When dc Talk split up in 2001 to pursue solo careers, it was obvious the three of them would each reveal distinct musical influences. Who would have guessed that the guys in 4Him would be nearly as varied on their own? We got a small taste of this with the solo tracks on their final Encore album in 2006. As the group's primary songwriter, it wasn't surprising that Mark Harris stayed the course with similarly routine Christian adult contemporary, but Andy Chrisman stepped out with a more modern flavor in his pop style.

Still no word yet on an official release from Kirk Sullivan, presumably showing more of his soulful worship side, but Marty Magehee has now finally released his solo debut with little fanfare—and so far, he's the best of the bunch. For years, it's been said that Magehee is the most creative and artfully minded of the 4Him gang, and Open proves it. The group was rarely (if ever) this smart and personable with their writing; even some of the song explanations on Magehee's site are deep.

"The Bubble" offers some heady lyricism about the superficiality of pop culture and the media in focusing more on the temporary things instead of the eternal, while "Secrets" delves into the incremental tolerance of sin in our society. His acoustic-based "Leonardo" is an interesting (if not somewhat misplaced) response to the DaVinci controversy surrounding Dan Brown's book. "What's Your Story" recalls Nichole Nordeman's "Wide-Eyed" as a personal anecdote about being judgmental and questioning our walk with Jesus. It's interesting to hear a song like that from Magehee's unique point of view, as well as "Whole Again," an inspiring personal testimony about his battle with depression years ago.

This thoughtful songwriting approach is equally matched to an enjoyably varied pop sound. "Blame Game" begins with a guitar rock riff more reminiscent of Petra or DecembeRadio than 4Him, "Sleepwalkin'" is playfully funky, and "Secrets" has some darker electronic rock touches not unlike Code of Ethics. Magehee even offers a little rap in "The Bubble," and though it doesn't really suit him, you can't accuse him of operating on adult contemporary autopilot. Yet 4Him fans will still find traces of their beloved group in pop ballads like "Drawing Me," "Mystery Revealed," and "Days Go By"—all well-written and far more effective with other themes and sounds to play against.

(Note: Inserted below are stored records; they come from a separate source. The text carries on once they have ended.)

//! Portfolio page rendering

use crate::content::{self, Project};
use folio_tui::{Theme, widgets::Marquee};
use ratatui::{
    buffer::Buffer,
    layout::{Alignment, Rect},
    style::{Modifier, Style},
    text::{Line, Span},
    widgets::{Block, BorderType, Clear, Paragraph, Widget, Wrap},
};
use std::time::Instant;

/// Horizontal margin around the page body
const MARGIN: u16 = 2;

/// Body area of the page below the pinned navigation bar
pub fn body_rect(screen: Rect) -> Rect {
    Rect::new(
        screen.x + MARGIN,
        screen.y + 1,
        screen.width.saturating_sub(MARGIN * 2),
        screen.height.saturating_sub(1),
    )
}

/// The page laid out for one width
pub struct PageView {
    lines: Vec<Line<'static>>,
    marquee_row: usize,
    project_rows: Vec<usize>,
}

impl PageView {
    /// Lay out every section at `width` with project `selected` highlighted
    pub fn build(theme: &Theme, width: u16, selected: usize) -> Self {
        let width = width.max(20) as usize;
        let mut view = Self {
            lines: Vec::new(),
            marquee_row: 0,
            project_rows: Vec::new(),
        };

        view.hero(theme, width);
        view.blank();
        view.marquee_row = view.lines.len();
        view.blank();
        view.blank();
        view.projects(theme, width, selected);
        view.capabilities(theme, width);
        view.contact(theme);
        view.footer(theme);
        view
    }

    /// Total height in rows
    pub fn height(&self) -> usize {
        self.lines.len()
    }

    /// Row where project card `index` begins
    pub fn project_row(&self, index: usize) -> Option<usize> {
        self.project_rows.get(index).copied()
    }

    fn blank(&mut self) {
        self.lines.push(Line::from(""));
    }

    fn wrapped(&mut self, text: &str, width: usize, indent: &str, style: Style) {
        let avail = width.saturating_sub(indent.chars().count()).max(1);
        for segment in textwrap::wrap(text, avail) {
            self.lines
                .push(Line::from(Span::styled(format!("{indent}{segment}"), style)));
        }
    }

    fn heading(&mut self, theme: &Theme, width: usize, title: &str, index: &str) {
        let pad = width.saturating_sub(title.chars().count() + index.chars().count());
        self.lines.push(Line::from(vec![
            Span::styled(title.to_string(), theme.accent_bold()),
            Span::raw(" ".repeat(pad)),
            Span::styled(index.to_string(), theme.dim_style().add_modifier(Modifier::BOLD)),
        ]));
        self.lines
            .push(Line::from(Span::styled("━".repeat(width), theme.base_style())));
        self.blank();
    }

    fn hero(&mut self, theme: &Theme, width: usize) {
        self.blank();
        self.lines.push(Line::from(Span::styled(
            " [01] Overview ",
            theme.inverted_panel_style().add_modifier(Modifier::BOLD),
        )));
        self.blank();
        let [first, second] = content::HERO_LINES;
        self.lines.push(Line::from(Span::styled(
            first,
            theme.base_style().add_modifier(Modifier::BOLD),
        )));
        self.lines.push(Line::from(vec![
            Span::styled("━━━━━━ ", theme.base_style()),
            Span::styled(
                second,
                theme
                    .base_style()
                    .add_modifier(Modifier::BOLD | Modifier::ITALIC),
            ),
        ]));
        self.blank();
        self.lines
            .push(Line::from(Span::styled("─".repeat(width), theme.border_style())));
        self.wrapped(content::HERO_TAGLINE, width, "", theme.base_style());
        self.blank();
        for fact in content::HERO_FACTS {
            self.lines.push(
                Line::from(Span::styled(fact.to_uppercase(), theme.dim_style()))
                    .alignment(Alignment::Right),
            );
        }
    }

    fn projects(&mut self, theme: &Theme, width: usize, selected: usize) {
        self.heading(theme, width, "SELECTED WORKS", "[02]");

        for (i, project) in content::PROJECTS.iter().enumerate() {
            self.project_rows.push(self.lines.len());
            let is_selected = i == selected;
            let title_style = if is_selected {
                theme.inverted_panel_style().add_modifier(Modifier::BOLD)
            } else {
                theme.base_style().add_modifier(Modifier::BOLD)
            };
            let marker = if is_selected { "▶ " } else { "  " };
            self.lines.push(Line::from(vec![
                Span::styled(marker, theme.accent_style()),
                Span::styled(format!(" {} ", project.title.to_uppercase()), title_style),
            ]));
            self.wrapped(project.description, width, "   ", theme.base_style());

            let mut tags = vec![Span::raw("   ")];
            for tag in project.tags {
                tags.push(Span::styled(format!("[{tag}]"), theme.dim_style()));
                tags.push(Span::raw(" "));
            }
            self.lines.push(Line::from(tags));
            if is_selected {
                self.lines.push(Line::from(Span::styled(
                    "   Enter: expand artifact",
                    theme.accent_style(),
                )));
            }
            self.blank();
        }

        self.lines.push(Line::from(vec![
            Span::styled("  DIRECTORY ", theme.dim_style()),
            Span::styled("ARCHIVE.", theme.base_style().add_modifier(Modifier::BOLD)),
        ]));
        self.lines.push(Line::from(Span::styled(
            format!("  View Complete GitHub ↗ {}", content::ARCHIVE_URL),
            theme.base_style().add_modifier(Modifier::UNDERLINED),
        )));
        self.blank();
        self.blank();
    }

    fn capabilities(&mut self, theme: &Theme, width: usize) {
        self.heading(theme, width, "CAPABILITIES", "[03]");

        for row in content::CAPABILITIES {
            let used = row.title.chars().count() + row.details.chars().count() + 2;
            if used + 3 <= width {
                self.lines.push(Line::from(vec![
                    Span::styled(row.title.to_uppercase(), theme.base_style().add_modifier(Modifier::BOLD)),
                    Span::styled(format!(" {} ", ".".repeat(width - used)), theme.dim_style()),
                    Span::styled(row.details, theme.dim_style()),
                ]));
            } else {
                self.lines.push(Line::from(Span::styled(
                    row.title.to_uppercase(),
                    theme.base_style().add_modifier(Modifier::BOLD),
                )));
                self.wrapped(row.details, width, "  ", theme.dim_style());
            }
            self.lines
                .push(Line::from(Span::styled("─".repeat(width), theme.border_style())));
        }
        self.blank();

        let ticket = theme.inverted_panel_style();
        self.lines.push(Line::from(Span::styled(
            format!("{:<width$}", " PROFESSIONAL LEDGER ●"),
            ticket.add_modifier(Modifier::BOLD),
        )));
        for entry in content::EXPERIENCE {
            let left = format!(" {} @ {}", entry.role.to_uppercase(), entry.company);
            let pad = width.saturating_sub(left.chars().count() + entry.date.len() + 1);
            self.lines.push(Line::from(Span::styled(
                format!("{left}{}{} ", " ".repeat(pad), entry.date),
                ticket,
            )));
        }
        self.lines.push(Line::from(Span::styled(
            format!("{:<width$}", format!(" {}", content::QUOTE)),
            ticket.add_modifier(Modifier::ITALIC),
        )));
        self.blank();
        self.blank();
    }

    fn contact(&mut self, theme: &Theme) {
        self.lines.push(
            Line::from(Span::styled(
                " [04] Final Operations ",
                theme.inverted_panel_style().add_modifier(Modifier::BOLD),
            ))
            .alignment(Alignment::Center),
        );
        self.blank();
        self.lines.push(
            Line::from(Span::styled(
                content::CONTACT_HEADING,
                theme.base_style().add_modifier(Modifier::BOLD),
            ))
            .alignment(Alignment::Center),
        );
        self.blank();
        self.lines.push(
            Line::from(Span::styled(
                format!("{} ↗", content::CONTACT_EMAIL),
                theme.base_style().add_modifier(Modifier::UNDERLINED | Modifier::ITALIC),
            ))
            .alignment(Alignment::Center),
        );
        self.blank();
        self.blank();
    }

    fn footer(&mut self, theme: &Theme) {
        self.lines.push(
            Line::from(Span::styled(content::FOOTER, theme.dim_style()))
                .alignment(Alignment::Center),
        );
    }
}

With his pinched sounding falsetto, Magehee doesn't fit the typical Christian pop singer mold, but that actually works in his favor: He stands out, sounding more like Adam Levine or Brian Wilson than Bart Millard or Mark Hall. But it's his refreshing sense of songcraft that impresses the most on Open. By keeping the focus on faith-inspired ideas instead of Christian rhetoric and AC trends, Magehee has made his music more meaningful and interesting.